Your goal -> Going through the data below, copy out each line where the word "PolicyRepo" shows up.

----- Records for the exercise -----

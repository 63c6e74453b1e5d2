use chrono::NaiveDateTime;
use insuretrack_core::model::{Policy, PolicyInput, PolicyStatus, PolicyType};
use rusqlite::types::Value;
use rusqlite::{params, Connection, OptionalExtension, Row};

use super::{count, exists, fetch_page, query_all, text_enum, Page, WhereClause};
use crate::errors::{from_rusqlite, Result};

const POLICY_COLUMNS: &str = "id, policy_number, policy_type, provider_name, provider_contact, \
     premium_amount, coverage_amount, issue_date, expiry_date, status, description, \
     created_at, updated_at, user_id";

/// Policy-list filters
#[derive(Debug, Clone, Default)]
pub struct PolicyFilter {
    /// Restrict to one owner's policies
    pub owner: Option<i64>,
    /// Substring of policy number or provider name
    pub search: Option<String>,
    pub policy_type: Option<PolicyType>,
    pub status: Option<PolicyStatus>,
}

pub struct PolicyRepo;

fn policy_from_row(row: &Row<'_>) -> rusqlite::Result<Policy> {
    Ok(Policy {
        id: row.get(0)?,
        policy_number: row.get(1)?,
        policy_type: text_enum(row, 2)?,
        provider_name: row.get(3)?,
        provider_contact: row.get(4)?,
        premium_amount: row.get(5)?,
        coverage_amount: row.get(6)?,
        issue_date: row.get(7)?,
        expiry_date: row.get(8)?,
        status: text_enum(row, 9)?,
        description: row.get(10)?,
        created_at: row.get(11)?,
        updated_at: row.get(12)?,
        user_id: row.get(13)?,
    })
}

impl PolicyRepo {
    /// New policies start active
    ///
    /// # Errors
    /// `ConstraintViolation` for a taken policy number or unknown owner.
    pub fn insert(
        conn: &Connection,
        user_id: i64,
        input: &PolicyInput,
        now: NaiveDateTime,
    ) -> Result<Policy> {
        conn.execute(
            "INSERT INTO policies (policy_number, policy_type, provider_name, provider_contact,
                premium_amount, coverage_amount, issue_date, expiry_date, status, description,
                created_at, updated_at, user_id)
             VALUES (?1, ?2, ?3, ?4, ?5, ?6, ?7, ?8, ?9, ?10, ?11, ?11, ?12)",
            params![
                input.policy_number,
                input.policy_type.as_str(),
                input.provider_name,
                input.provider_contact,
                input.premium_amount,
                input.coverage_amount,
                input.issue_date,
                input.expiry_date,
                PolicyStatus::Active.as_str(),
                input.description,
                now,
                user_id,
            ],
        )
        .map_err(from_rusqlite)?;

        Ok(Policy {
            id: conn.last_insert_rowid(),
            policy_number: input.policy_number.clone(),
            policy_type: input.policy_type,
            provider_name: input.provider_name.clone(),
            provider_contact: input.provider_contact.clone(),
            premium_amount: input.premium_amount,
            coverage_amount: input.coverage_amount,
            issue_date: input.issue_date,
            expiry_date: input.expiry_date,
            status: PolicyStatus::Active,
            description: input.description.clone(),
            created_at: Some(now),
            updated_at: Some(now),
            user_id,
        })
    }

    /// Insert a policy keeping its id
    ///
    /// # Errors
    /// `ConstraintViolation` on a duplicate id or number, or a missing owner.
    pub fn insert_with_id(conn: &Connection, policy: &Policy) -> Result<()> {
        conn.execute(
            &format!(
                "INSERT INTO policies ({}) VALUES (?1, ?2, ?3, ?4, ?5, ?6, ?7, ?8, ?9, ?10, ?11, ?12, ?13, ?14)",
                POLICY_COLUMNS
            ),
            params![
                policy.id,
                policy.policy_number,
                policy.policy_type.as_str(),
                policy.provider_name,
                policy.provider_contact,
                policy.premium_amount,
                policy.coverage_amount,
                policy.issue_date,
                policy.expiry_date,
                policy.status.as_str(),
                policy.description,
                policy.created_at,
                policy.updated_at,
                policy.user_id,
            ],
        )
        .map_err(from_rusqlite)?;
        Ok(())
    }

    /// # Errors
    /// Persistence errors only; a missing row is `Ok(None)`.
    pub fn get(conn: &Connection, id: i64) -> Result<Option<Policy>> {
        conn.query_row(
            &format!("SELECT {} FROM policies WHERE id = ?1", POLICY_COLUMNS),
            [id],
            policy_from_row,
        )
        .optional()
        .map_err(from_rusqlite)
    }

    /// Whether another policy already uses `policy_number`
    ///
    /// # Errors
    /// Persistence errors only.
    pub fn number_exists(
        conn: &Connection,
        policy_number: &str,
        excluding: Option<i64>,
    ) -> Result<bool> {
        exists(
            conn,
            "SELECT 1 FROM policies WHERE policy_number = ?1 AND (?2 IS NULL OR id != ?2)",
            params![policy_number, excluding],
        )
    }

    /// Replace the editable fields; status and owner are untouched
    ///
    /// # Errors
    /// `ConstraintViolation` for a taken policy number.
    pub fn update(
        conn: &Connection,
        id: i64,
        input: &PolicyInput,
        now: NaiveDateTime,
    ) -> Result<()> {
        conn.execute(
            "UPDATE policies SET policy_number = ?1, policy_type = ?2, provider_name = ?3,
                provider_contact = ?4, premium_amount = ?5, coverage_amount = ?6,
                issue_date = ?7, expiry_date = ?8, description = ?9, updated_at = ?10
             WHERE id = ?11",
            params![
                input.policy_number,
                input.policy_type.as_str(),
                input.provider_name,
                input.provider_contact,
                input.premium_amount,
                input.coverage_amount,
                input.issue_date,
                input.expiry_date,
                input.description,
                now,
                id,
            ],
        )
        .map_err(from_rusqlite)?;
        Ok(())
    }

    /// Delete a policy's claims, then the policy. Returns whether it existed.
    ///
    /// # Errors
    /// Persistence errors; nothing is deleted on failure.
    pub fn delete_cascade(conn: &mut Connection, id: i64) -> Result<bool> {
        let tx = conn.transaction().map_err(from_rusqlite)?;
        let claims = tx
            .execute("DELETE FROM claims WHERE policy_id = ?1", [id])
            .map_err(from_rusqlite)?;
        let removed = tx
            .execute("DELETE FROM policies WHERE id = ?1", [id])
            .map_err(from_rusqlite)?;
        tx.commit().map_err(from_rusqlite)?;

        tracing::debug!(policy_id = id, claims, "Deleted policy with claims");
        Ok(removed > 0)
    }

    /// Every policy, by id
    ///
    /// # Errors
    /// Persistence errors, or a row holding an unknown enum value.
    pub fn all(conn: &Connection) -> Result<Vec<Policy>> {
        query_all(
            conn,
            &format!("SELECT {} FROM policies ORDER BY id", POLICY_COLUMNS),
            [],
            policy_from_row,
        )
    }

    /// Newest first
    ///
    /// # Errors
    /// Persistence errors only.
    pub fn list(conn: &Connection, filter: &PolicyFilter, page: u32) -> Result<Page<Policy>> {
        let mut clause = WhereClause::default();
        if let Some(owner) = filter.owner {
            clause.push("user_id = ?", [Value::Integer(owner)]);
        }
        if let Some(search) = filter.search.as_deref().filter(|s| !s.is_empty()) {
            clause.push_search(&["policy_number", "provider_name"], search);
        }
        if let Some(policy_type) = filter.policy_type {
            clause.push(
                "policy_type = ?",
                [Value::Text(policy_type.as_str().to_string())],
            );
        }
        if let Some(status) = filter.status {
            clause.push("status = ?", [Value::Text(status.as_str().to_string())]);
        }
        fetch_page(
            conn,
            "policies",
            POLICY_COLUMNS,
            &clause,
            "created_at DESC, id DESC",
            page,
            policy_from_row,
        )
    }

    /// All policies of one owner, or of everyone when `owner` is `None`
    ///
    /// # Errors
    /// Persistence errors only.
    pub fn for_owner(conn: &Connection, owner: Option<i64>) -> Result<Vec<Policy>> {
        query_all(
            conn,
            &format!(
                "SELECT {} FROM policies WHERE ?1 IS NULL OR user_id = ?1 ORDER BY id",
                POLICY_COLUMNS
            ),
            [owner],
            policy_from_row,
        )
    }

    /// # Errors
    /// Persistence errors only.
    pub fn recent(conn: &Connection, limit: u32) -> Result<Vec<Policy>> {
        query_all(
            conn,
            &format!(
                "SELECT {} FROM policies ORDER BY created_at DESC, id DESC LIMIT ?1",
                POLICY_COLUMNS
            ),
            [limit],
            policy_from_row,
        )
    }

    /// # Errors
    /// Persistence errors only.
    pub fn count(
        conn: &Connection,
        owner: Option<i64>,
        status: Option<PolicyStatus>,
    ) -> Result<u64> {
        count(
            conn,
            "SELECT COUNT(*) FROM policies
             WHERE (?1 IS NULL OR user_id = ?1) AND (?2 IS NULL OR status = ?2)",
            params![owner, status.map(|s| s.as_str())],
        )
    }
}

-----

Answer area ->
pub struct PolicyRepo;
impl PolicyRepo {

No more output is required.